I
Molasses Barge di Pittsburgh, Pennsylvania, sono in circolazione dal 2008 ma finora avevano realizzato solo un paio di Ep autoprodotti ed un album omonimo usciro nel 2017 per la piccola etichetta indipendente Blackseed Records. Da poco hanno firmato per la nostra
Argonauta, che pubblica il loro secondo lavoro "
A grayer dawn".
Heavy southern doom rock è la definizione che meglio inquadra il sound del quintetto americano: uno stile denso e muscolare, roccioso e dotato di buon groove stonerizzato, capace di usare le maniere forti ma anche di avvolgere l'ascoltatore in trame più spiraleggianti e sabbathiane.

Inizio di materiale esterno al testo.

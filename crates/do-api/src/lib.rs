//! Typed Rust client for the DigitalOcean v2 API.
//!
//! Covers the subset needed for managing Outline droplets:
//! account, regions, droplets (create, get, list by tag, delete).

mod types;

pub use reqwest::StatusCode;
pub use types::*;

const BASE_URL: &str = "https://api.digitalocean.com/v2";
const PAGE_SIZE: u32 = 200;

#[derive(Debug, thiserror::Error)]
pub enum Error {
    #[error("digitalocean api request failed: {0}")]
    Request(#[from] reqwest::Error),

    #[error("digitalocean api {endpoint} returned {status}: {body}")]
    Api {
        endpoint: &'static str,
        status: reqwest::StatusCode,
        body: String,
    },
}

impl Error {
    /// The API answered 404 for the requested resource.
    pub fn is_not_found(&self) -> bool {
        matches!(self, Self::Api { status, .. } if *status == reqwest::StatusCode::NOT_FOUND)
    }
}

pub type Result<T> = std::result::Result<T, Error>;

/// Client for the DigitalOcean REST API.
#[derive(Clone)]
pub struct DigitalOceanClient {
    token: String,
    base_url: String,
    http: reqwest::Client,
}

impl DigitalOceanClient {
    pub fn new(token: impl Into<String>) -> Self {
        Self::with_base_url(token, BASE_URL)
    }

    /// Point the client at a different API root (used against local mock servers).
    pub fn with_base_url(token: impl Into<String>, base_url: impl Into<String>) -> Self {
        Self {
            token: token.into(),
            base_url: base_url.into().trim_end_matches('/').to_string(),
            http: reqwest::Client::new(),
        }
    }

    /// Access token, needed by droplets that tag themselves.
    pub fn token(&self) -> &str {
        &self.token
    }

    fn url(&self, path: &str) -> String {
        format!("{}{path}", self.base_url)
    }

    fn auth(&self) -> String {
        format!("Bearer {}", self.token)
    }

    async fn check(resp: reqwest::Response, endpoint: &'static str) -> Result<reqwest::Response> {
        let status = resp.status();
        if !status.is_success() {
            let body = resp.text().await.unwrap_or_default();
            return Err(Error::Api { endpoint, status, body });
        }
        Ok(resp)
    }

    // ── Account ──────────────────────────────────────────────────────

    pub async fn get_account(&self) -> Result<Account> {
        let resp = self
            .http
            .get(self.url("/account"))
            .header("Authorization", self.auth())
            .send()
            .await?;

        let wrapper: AccountResponse = Self::check(resp, "get account").await?.json().await?;
        Ok(wrapper.account)
    }

    // ── Regions ──────────────────────────────────────────────────────

    pub async fn list_regions(&self) -> Result<Vec<Region>> {
        let resp = self
            .http
            .get(self.url("/regions"))
            .header("Authorization", self.auth())
            .query(&[("per_page", PAGE_SIZE)])
            .send()
            .await?;

        let wrapper: RegionsResponse = Self::check(resp, "list regions").await?.json().await?;
        Ok(wrapper.regions)
    }

    // ── Droplets ─────────────────────────────────────────────────────

    pub async fn create_droplet(&self, req: &CreateDropletRequest) -> Result<Droplet> {
        let resp = self
            .http
            .post(self.url("/droplets"))
            .header("Authorization", self.auth())
            .json(req)
            .send()
            .await?;

        let wrapper: DropletResponse = Self::check(resp, "create droplet").await?.json().await?;
        Ok(wrapper.droplet)
    }

    pub async fn get_droplet(&self, droplet_id: u64) -> Result<Droplet> {
        let resp = self
            .http
            .get(self.url(&format!("/droplets/{droplet_id}")))
            .header("Authorization", self.auth())
            .send()
            .await?;

        let wrapper: DropletResponse = Self::check(resp, "get droplet").await?.json().await?;
        Ok(wrapper.droplet)
    }

    /// List every droplet carrying `tag`, following pagination.
    pub async fn list_droplets_by_tag(&self, tag: &str) -> Result<Vec<Droplet>> {
        let mut droplets = Vec::new();
        let mut page = 1u32;

        loop {
            let resp = self
                .http
                .get(self.url("/droplets"))
                .header("Authorization", self.auth())
                .query(&[("tag_name", tag)])
                .query(&[("per_page", PAGE_SIZE), ("page", page)])
                .send()
                .await?;

            let wrapper: DropletsResponse = Self::check(resp, "list droplets").await?.json().await?;
            let received = wrapper.droplets.len();
            droplets.extend(wrapper.droplets);

            let has_next = wrapper
                .links
                .and_then(|l| l.pages)
                .and_then(|p| p.next)
                .is_some();
            if !has_next || received == 0 {
                break;
            }
            page += 1;
        }

        Ok(droplets)
    }

    pub async fn delete_droplet(&self, droplet_id: u64) -> Result<()> {
        let resp = self
            .http
            .delete(self.url(&format!("/droplets/{droplet_id}")))
            .header("Authorization", self.auth())
            .send()
            .await?;

        Self::check(resp, "delete droplet").await?;
        Ok(())
    }
}

#[cfg(test)]
mod tests {
    use super::*;
    use mockito::{Matcher, Server};

    const DROPLET_JSON: &str = r#"{
        "id": 3164444,
        "name": "outline-nyc",
        "status": "new",
        "tags": ["outline", "kv:apiurl:68747470733a2f2f"],
        "created_at": "2024-05-01T10:00:00Z",
        "region": {"slug": "nyc3", "name": "New York 3", "available": true},
        "size": {"slug": "s-1vcpu-1gb", "price_monthly": 6.0, "transfer": 1.0},
        "networks": {"v4": [{"ip_address": "203.0.113.7", "type": "public"}]}
    }"#;

    #[tokio::test]
    async fn get_droplet_parses_tags_and_size() {
        let mut server = Server::new_async().await;
        let _m = server
            .mock("GET", "/droplets/3164444")
            .match_header("authorization", "Bearer t0k")
            .with_status(200)
            .with_header("content-type", "application/json")
            .with_body(format!(r#"{{"droplet": {DROPLET_JSON}}}"#))
            .create_async()
            .await;

        let client = DigitalOceanClient::with_base_url("t0k", server.url());
        let droplet = client.get_droplet(3164444).await.unwrap();

        assert_eq!(droplet.name, "outline-nyc");
        assert_eq!(droplet.tags.len(), 2);
        assert_eq!(droplet.region.slug, "nyc3");
        assert_eq!(droplet.size.price_monthly, 6.0);
        assert_eq!(droplet.public_ipv4(), Some("203.0.113.7"));
    }

    #[tokio::test]
    async fn list_droplets_follows_pages() {
        let mut server = Server::new_async().await;
        let _page1 = server
            .mock("GET", "/droplets")
            .match_query(Matcher::AllOf(vec![
                Matcher::UrlEncoded("tag_name".into(), "outline".into()),
                Matcher::UrlEncoded("page".into(), "1".into()),
            ]))
            .with_status(200)
            .with_body(format!(
                r#"{{"droplets": [{DROPLET_JSON}], "links": {{"pages": {{"next": "x"}}}}}}"#
            ))
            .expect(1)
            .create_async()
            .await;
        let _page2 = server
            .mock("GET", "/droplets")
            .match_query(Matcher::AllOf(vec![
                Matcher::UrlEncoded("tag_name".into(), "outline".into()),
                Matcher::UrlEncoded("page".into(), "2".into()),
            ]))
            .with_status(200)
            .with_body(format!(r#"{{"droplets": [{DROPLET_JSON}], "links": {{}}}}"#))
            .expect(1)
            .create_async()
            .await;

        let client = DigitalOceanClient::with_base_url("t0k", server.url());
        let droplets = client.list_droplets_by_tag("outline").await.unwrap();
        assert_eq!(droplets.len(), 2);
    }

    #[tokio::test]
    async fn delete_missing_droplet_is_not_found() {
        let mut server = Server::new_async().await;
        let _m = server
            .mock("DELETE", "/droplets/42")
            .with_status(404)
            .with_body(r#"{"id":"not_found","message":"The resource you were accessing could not be found."}"#)
            .create_async()
            .await;

        let client = DigitalOceanClient::with_base_url("t0k", server.url());
        let err = client.delete_droplet(42).await.unwrap_err();
        assert!(err.is_not_found());
    }

    #[tokio::test]
    async fn server_error_is_not_not_found() {
        let mut server = Server::new_async().await;
        let _m = server
            .mock("GET", "/account")
            .with_status(500)
            .with_body("boom")
            .create_async()
            .await;

        let client = DigitalOceanClient::with_base_url("t0k", server.url());
        let err = client.get_account().await.unwrap_err();
        assert!(!err.is_not_found());
        assert!(err.to_string().contains("get account"));
    }
}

Ad esempio una traccia come "
Black wings unfurl" tende ad un doom quasi Candlemass-iano, cupo e metallico come acciaio colloso, mentre brani come "
The snake" o "
A grayer dawn" trasmettono maggiormente l'atmosfera paludosa del south-stoner di Alabama Thunderpussy, Dixie Witch, Corrosion of Conformity, per il caratteristico tiro massiccio, pastoso, energico ma pur sempre torvo e brumoso. La band americana adotta un profilo diretto e non particolarmente complesso o sofisticato. Episodi quali "
Desert discord" e "
Distant" sono potenti e semplici heavy rock con una pennellata doomy nelle melodie, niente di stravolgente ma ben suonati e con la fiera voce di
Brian Balich a guidare il resto della truppa. Più classicamente epic-doom la seriose e funeree "
Control letting go" e "
Holding Patterns", sul genere Pallbearer, Monolord, Crux, a testimonianza che l'impostazione pesante e sabbathiana è quella prevalente nello spettro stilistico dei ragazzi di Pittsburgh.
Album discreto, non eccelso. Solido e con alcuni buoni momenti, ma con una personalità ed originalità ancora in divenire. Per il momento, i
Molasses Barge rientrano nella media del settore, vedremo in futuro.